MEHMET AKİF YILMAZ (Kocaeli) Senin Genel
Başkanın kimin kucağında geldi?
FEVZİ ŞANVERDİ (Hatay) Bu mu
mücadele?
NECATİ YILMAZ (Ankara) Siz kucağa
oturursunuz!
MAHMUT TANAL (Devamla) Şimdi, siz gayet
rahat
Bu birlikteliğinizi daha yeni bitirdiniz.
MEHMET AKİF YILMAZ (Kocaeli) Kasetle gelmedi
mi Genel Başkanın? (CHP sıralarından gürültüler)
MAHMUT TANAL (Devamla) Biz ilk günden itibaren
zaten karşıydık. Yani bu anlamda
NECATİ YILMAZ (Ankara) Kucağa sen
oturdun!
MUSTAFA SEZGİN TANRIKULU (İstanbul) Ne
demek Kucağa oturdun?
BAŞKAN Sayın milletvekilleri, lütfen
Siz devam edin Sayın Tanal.
MAHMUT TANAL (Devamla) Kavga oluyor yani
şimdi Başkan, ben nasıl devam edeyim? (AK PARTİ ve CHP
sıraları arasında karşılıklı laf atmalar)
BAŞKAN Herkes yerine sayın
milletvekilleri. Sayın Özel, siz de buyurun yerinize.
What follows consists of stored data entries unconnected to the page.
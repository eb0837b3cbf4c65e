//! Test helpers shared by the TUI test modules.

use std::time::Instant;

use headway_config::CarouselConfig;
use headway_fit::{Epoch, Pass};
use headway_protocol::WidgetData;
use ratatui::{buffer::Buffer, layout::Rect};

use crate::widgets::Region;

/// Upper bound on render passes in [`settle`], far above what any test
/// region needs.
const MAX_TEST_PASSES: usize = 100;

/// Converts a [`Buffer`] to text, one line per row, with trailing spaces
/// trimmed from every row.
#[must_use]
pub(crate) fn buffer_to_string(buf: &Buffer) -> String {
    let mut result = String::new();
    for y in buf.area.top()..buf.area.bottom() {
        let start = result.len();
        for x in buf.area.left()..buf.area.right() {
            if let Some(cell) = buf.cell((x, y)) {
                result.push_str(cell.symbol());
            }
        }
        let trimmed = result[start..].trim_end_matches(' ').len();
        result.truncate(start + trimmed);
        result.push('\n');
    }
    result
}

/// Carousel settings with short, round intervals.
#[must_use]
pub(crate) fn test_cadence() -> CarouselConfig {
    CarouselConfig {
        page_interval_ms: 1000,
        max_page_duration_ms: 2000,
        total_cycle_ms: 6000,
    }
}

/// Runs the render and measure cycle on one region until it stops changing.
///
/// Returns the buffer of the last render, which is the settled one, and the
/// outcome of every pass.
pub(crate) fn settle(
    region: &mut dyn Region,
    widget: &WidgetData,
    area: Rect,
    now: Instant,
) -> (Buffer, Vec<Pass>) {
    let epoch = Epoch::ZERO.next();
    let mut passes = Vec::new();
    loop {
        region.sync(widget, area, epoch, now);
        let mut buf = Buffer::empty(area);
        region.render(widget, area, &mut buf);
        let pass = region.after_paint(now);
        passes.push(pass);
        if !pass.needs_render() || passes.len() >= MAX_TEST_PASSES {
            return (buf, passes);
        }
    }
}
//! Discrete step resolution over presentation variants.
//!
//! A [`StepResolver`] holds an ordered list of presentation steps, most
//! detailed first, and settles on the first one whose painted content fits.
//! The last step is the unconditional fallback: it is accepted whether or not
//! it fits.
//!
//! Within one identity epoch the step index only ever moves forward, one
//! step per measurement pass, so a list of `N` steps settles after at most
//! `N` passes.

use tracing::debug;

use crate::error::{FitError, Result};
use crate::measure::{Axis, Measure, has_overflow};
use crate::token::IdentityToken;
use crate::{FitSession, Pass};

/// Chooses the most detailed step that fits its region.
///
/// # Examples
///
/// ```
/// use headway_fit::{Axis, FitSession, Metrics, Pass, StepResolver};
///
/// let mut resolver = StepResolver::new(vec!["full", "short", "tiny"], Axis::Y).unwrap();
///
/// // "full" paints 3 rows into a 2-row region: advance.
/// assert_eq!(resolver.after_paint(&Metrics::new(0, 3, 0, 2)), Pass::Changed);
/// // "short" paints 1 row: done.
/// assert_eq!(resolver.after_paint(&Metrics::new(0, 1, 0, 2)), Pass::Settled);
/// assert_eq!(*resolver.step(), "short");
/// ```
#[derive(Debug, Clone)]
pub struct StepResolver<S> {
    steps: Vec<S>,
    axis: Axis,
    index: usize,
    done: bool,
    passes: usize,
    token: Option<IdentityToken>,
}

impl<S> StepResolver<S> {
    /// Creates a resolver over `steps`, ordered most detailed first.
    ///
    /// # Errors
    ///
    /// Returns [`FitError::EmptySteps`] if `steps` is empty, since there
    /// would be no fallback to settle on.
    pub fn new(steps: Vec<S>, axis: Axis) -> Result<Self> {
        if steps.is_empty() {
            return Err(FitError::EmptySteps);
        }
        Ok(Self {
            steps,
            axis,
            index: 0,
            done: false,
            passes: 0,
            token: None,
        })
    }

    /// Creates a resolver over a fixed array of steps.
    ///
    /// An empty array is rejected at compile time, so unlike
    /// [`new`](Self::new) this cannot fail.
    ///
    /// # Examples
    ///
    /// ```
    /// use headway_fit::{Axis, StepResolver};
    ///
    /// let resolver = StepResolver::fixed(["full", "short"], Axis::X);
    /// assert_eq!(*resolver.step(), "full");
    /// ```
    #[must_use]
    pub fn fixed<const N: usize>(steps: [S; N], axis: Axis) -> Self {
        const { assert!(N > 0, "a step list needs a fallback step") };
        Self {
            steps: Vec::from(steps),
            axis,
            index: 0,
            done: false,
            passes: 0,
            token: None,
        }
    }

    /// Binds the resolver to the content identified by `token`.
    ///
    /// If the token differs from the one currently bound, progress is reset
    /// to the first step. Returns `true` if a reset happened.
    pub fn sync(&mut self, token: IdentityToken) -> bool {
        if self.token == Some(token) {
            return false;
        }
        self.token = Some(token);
        self.reset();
        true
    }

    /// Resets progress to the first step without changing the bound token.
    pub fn reset(&mut self) {
        self.index = 0;
        self.done = false;
        self.passes = 0;
    }

    /// Returns the currently selected step.
    #[must_use]
    pub fn step(&self) -> &S {
        // `index` never exceeds the last position and `steps` is non-empty.
        &self.steps[self.index]
    }

    /// Returns the index of the currently selected step.
    #[must_use]
    pub const fn index(&self) -> usize {
        self.index
    }

    /// Returns all steps, most detailed first.
    #[must_use]
    pub fn steps(&self) -> &[S] {
        &self.steps
    }

    /// Returns `true` if the current step is the fallback.
    #[must_use]
    pub fn is_last(&self) -> bool {
        self.index + 1 == self.steps.len()
    }

    /// Returns the number of measurements taken in the current epoch.
    #[must_use]
    pub const fn passes(&self) -> usize {
        self.passes
    }

    /// Measures `node` and advances by at most one step.
    ///
    /// Returns [`Pass::Changed`] when the step advanced and the region has
    /// to be painted again, [`Pass::Settled`] once the content fits, and
    /// [`Pass::Exhausted`] when the fallback step still overflows. A
    /// single-step resolver settles without measuring.
    pub fn measure<M: Measure + ?Sized>(&mut self, node: &M) -> Pass {
        if self.done {
            return Pass::Settled;
        }
        if self.steps.len() == 1 {
            self.done = true;
            return Pass::Settled;
        }

        self.passes += 1;
        let overflowing = has_overflow(node, self.axis);
        if !overflowing {
            self.done = true;
            return Pass::Settled;
        }
        if self.is_last() {
            self.done = true;
            return Pass::Exhausted;
        }

        self.index += 1;
        debug!(step = self.index, axis = ?self.axis, "content overflows, advancing step");
        Pass::Changed
    }
}

impl<S> FitSession for StepResolver<S> {
    fn after_paint(&mut self, node: &dyn Measure) -> Pass {
        self.measure(node)
    }

    fn is_done(&self) -> bool {
        self.done
    }
}

#[cfg(test)]
mod tests {
    use super::*;
    use crate::measure::Metrics;
    use crate::token::Epoch;

    const FITS: Metrics = Metrics::new(0, 1, 0, 2);
    const OVERFLOWS: Metrics = Metrics::new(0, 3, 0, 2);

    #[derive(Debug, Clone, Copy, PartialEq, Eq)]
    enum Detail {
        Full,
        Abbreviated,
        Collapsed,
    }

    fn resolver() -> StepResolver<Detail> {
        StepResolver::fixed(
            [Detail::Full, Detail::Abbreviated, Detail::Collapsed],
            Axis::Y,
        )
    }

    #[test]
    fn empty_steps_rejected() {
        let result = StepResolver::<Detail>::new(Vec::new(), Axis::X);
        assert_eq!(result.unwrap_err(), FitError::EmptySteps);
    }

    #[test]
    fn single_step_settles_without_measuring() {
        let mut resolver = StepResolver::new(vec![Detail::Full], Axis::Y).unwrap();
        assert_eq!(resolver.after_paint(&OVERFLOWS), Pass::Settled);
        assert!(resolver.is_done());
        assert_eq!(resolver.passes(), 0);
    }

    #[test]
    fn fitting_first_step_settles_immediately() {
        let mut resolver = resolver();
        assert_eq!(resolver.after_paint(&FITS), Pass::Settled);
        assert_eq!(*resolver.step(), Detail::Full);
        assert_eq!(resolver.passes(), 1);
    }

    #[test]
    fn last_step_is_accepted_even_when_overflowing() {
        let mut resolver = resolver();
        assert_eq!(resolver.after_paint(&OVERFLOWS), Pass::Changed);
        assert_eq!(resolver.after_paint(&OVERFLOWS), Pass::Changed);
        assert_eq!(resolver.after_paint(&OVERFLOWS), Pass::Exhausted);
        assert_eq!(*resolver.step(), Detail::Collapsed);
        assert!(resolver.is_done());

        // Further passes change nothing.
        assert_eq!(resolver.after_paint(&OVERFLOWS), Pass::Settled);
        assert_eq!(resolver.passes(), 3);
    }

    #[test]
    fn detached_node_settles_on_current_step() {
        let mut resolver = resolver();
        assert_eq!(resolver.after_paint(&None::<Metrics>), Pass::Settled);
        assert_eq!(*resolver.step(), Detail::Full);
    }

    #[test]
    fn token_change_resets_progress() {
        let mut resolver = resolver();
        assert!(resolver.sync(IdentityToken::of(Epoch::ZERO, "a")));
        resolver.after_paint(&OVERFLOWS);
        resolver.after_paint(&FITS);
        assert_eq!(resolver.index(), 1);
        assert!(resolver.is_done());

        // Same token: nothing happens.
        assert!(!resolver.sync(IdentityToken::of(Epoch::ZERO, "a")));
        assert_eq!(resolver.index(), 1);

        // New epoch: back to the first step.
        assert!(resolver.sync(IdentityToken::of(Epoch::ZERO.next(), "a")));
        assert_eq!(resolver.index(), 0);
        assert!(!resolver.is_done());
        assert_eq!(resolver.passes(), 0);
    }

    #[test]
    fn settles_on_abbreviated() {
        // Full paints 3 rows and Abbreviated paints 1 row in a 2-row region.
        let mut resolver = resolver();
        let mut advances = 0;
        loop {
            let painted = match resolver.step() {
                Detail::Full => 3,
                Detail::Abbreviated | Detail::Collapsed => 1,
            };
            match resolver.after_paint(&Metrics::new(0, painted, 0, 2)) {
                Pass::Changed => advances += 1,
                Pass::Settled | Pass::Exhausted => break,
            }
        }
        assert_eq!(*resolver.step(), Detail::Abbreviated);
        assert_eq!(advances, 1);
    }
}
//! headway - A transit sign for the terminal.
//!
//! This is the main binary that loads the configuration, starts the feed
//! poller, and launches the TUI application.

use std::fs::{self, File};
use std::sync::Mutex;

use anyhow::Context;
use headway_config::{Config, PollingConfig, persistence};
use headway_feed::{PayloadCache, Poller, Schedule, Source};
use headway_protocol::{HeaderData, ScreenData, dummy::dummy_screen};
use headway_tui::{App, FeedHandle, terminal};
use tracing::{info, warn};
use tracing_subscriber::EnvFilter;

/// Environment variable holding the log filter.
const LOG_ENV: &str = "HEADWAY_LOG";

/// Log file name inside the user data directory.
const LOG_FILE: &str = "headway.log";

#[tokio::main]
async fn main() -> anyhow::Result<()> {
    let config = Config::load().context("failed to load configuration")?;

    // The terminal belongs to the sign, so logs go to a file.
    if let Err(e) = init_logging() {
        eprintln!("headway: logging disabled: {e:#}");
    }

    let source = match Source::from_config(&config.feed) {
        Ok(source) => Some(source),
        Err(headway_feed::Error::NoSource) => {
            info!("no feed configured, showing the demo screen");
            None
        }
        Err(e) => return Err(e).context("failed to set up the feed"),
    };

    let cache = match PayloadCache::new() {
        Ok(cache) => Some(cache),
        Err(e) => {
            warn!(error = %e, "payload cache unavailable");
            None
        }
    };

    let mut app = App::new(initial_screen(source.as_ref(), cache.as_ref()), &config);

    // Dropping the handle stops the poller, whichever way `run` returns.
    let feed = source.map(|source| {
        let (tx, events) = tokio::sync::mpsc::unbounded_channel();
        let poller = Poller::spawn(source, schedule(&config.polling), cache, tx);
        FeedHandle { poller, events }
    });

    // Install panic hook to restore terminal on panic
    terminal::install_panic_hook();

    let mut terminal = terminal::setup_terminal()?;

    let result = app.run(&mut terminal, feed).await;

    // Always restore terminal, even if app.run() failed
    terminal::restore_terminal(&mut terminal)?;

    result
}

/// Installs a file logger filtered by `HEADWAY_LOG`, `info` by default.
fn init_logging() -> anyhow::Result<()> {
    let dir = persistence::user_data_dir()?;
    fs::create_dir_all(&dir).with_context(|| format!("failed to create {}", dir.display()))?;
    let file = File::options()
        .create(true)
        .append(true)
        .open(dir.join(LOG_FILE))
        .context("failed to open log file")?;

    let filter = EnvFilter::try_from_env(LOG_ENV).unwrap_or_else(|_| EnvFilter::new("info"));
    tracing_subscriber::fmt()
        .with_env_filter(filter)
        .with_ansi(false)
        .with_writer(Mutex::new(file))
        .try_init()
        .map_err(|e| anyhow::anyhow!(e))?;
    Ok(())
}

/// Picks what to show before the first fetch completes.
///
/// Without a feed this is the demo screen. With one, the last cached payload
/// for the screen is shown if there is one, otherwise an empty screen.
fn initial_screen(source: Option<&Source>, cache: Option<&PayloadCache>) -> ScreenData {
    let Some(source) = source else {
        return dummy_screen();
    };
    let key = source.cache_key();

    if let Some(cache) = cache {
        match cache.load(&key) {
            Ok(Some(cached)) => {
                info!(age_secs = cached.age().as_secs(), "showing cached screen");
                return cached.screen;
            }
            Ok(None) => {}
            Err(e) => warn!(error = %e, "ignoring unreadable cache"),
        }
    }

    ScreenData {
        screen_id: source.screen_id().unwrap_or(&key).to_string(),
        fetched_at: None,
        header: HeaderData {
            title: "Waiting for departures".to_string(),
            title_abbrev: Some("Waiting".to_string()),
        },
        widgets: Vec::new(),
    }
}

/// Builds the poll schedule from the polling configuration.
fn schedule(polling: &PollingConfig) -> Schedule {
    Schedule {
        interval: polling.interval(),
        max_jitter: polling.max_jitter(),
    }
}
MUHARREM ERKEK (Çanakkale) O kaseti izleyin,
yayın. diyen kim?
BAŞKAN Sayın Erkek
MUHARREM ERKEK (Çanakkale) Genel Başkan böyle
konuşur mu?
BAŞKAN Sayın Yılmaz, Sayın
Erkek, lütfen
Bakın, sözü olan çıkar, burada söyler. Hiç kimse
yerinde bağırıp çağırmasın lütfen, istirham
ediyorum.
Sayın Tanal, devam edin.
MAHMUT TANAL (Devamla) Değerli Başkan,
değerli milletvekilleri; bizim burada objektif anlamda bazı
gerçekleri söylememiz, bazı arkadaşlarımızın bu
gerçeklere tahammül etmemesi, terör örgütlerinin işine gelir aslında.
Bu kavgaları çıkarmak, bu şekilde birbirimize tahammül etmemek,
tahammülsüzce birbirimize saldırmak -gayet rahat- terör örgütlerinin
istediği manzara bu. Milletvekilleri katlanılamaz sözlere medeni ve uygar
bir vaziyette tahammül etmeli, varsa bir sözü medeni ve uygar bir vaziyette
gelip burada sözünü söylemeli. Burası medeni ve uygar insanların
konuşabildiği, gerçeklerle yüzleşebildiği gayet rahat bir
alandır. Burası güçlünün güçsüze, vesairenin birbirine gücünün
yettiği bir alan değil arkadaşlar. Biz eğer bu anlamda
söylersek
Biraz önce Sayın Yılmaz
Yanılmıyorsam Şevki Yılmaz Beyin oğlusunuz herhâlde.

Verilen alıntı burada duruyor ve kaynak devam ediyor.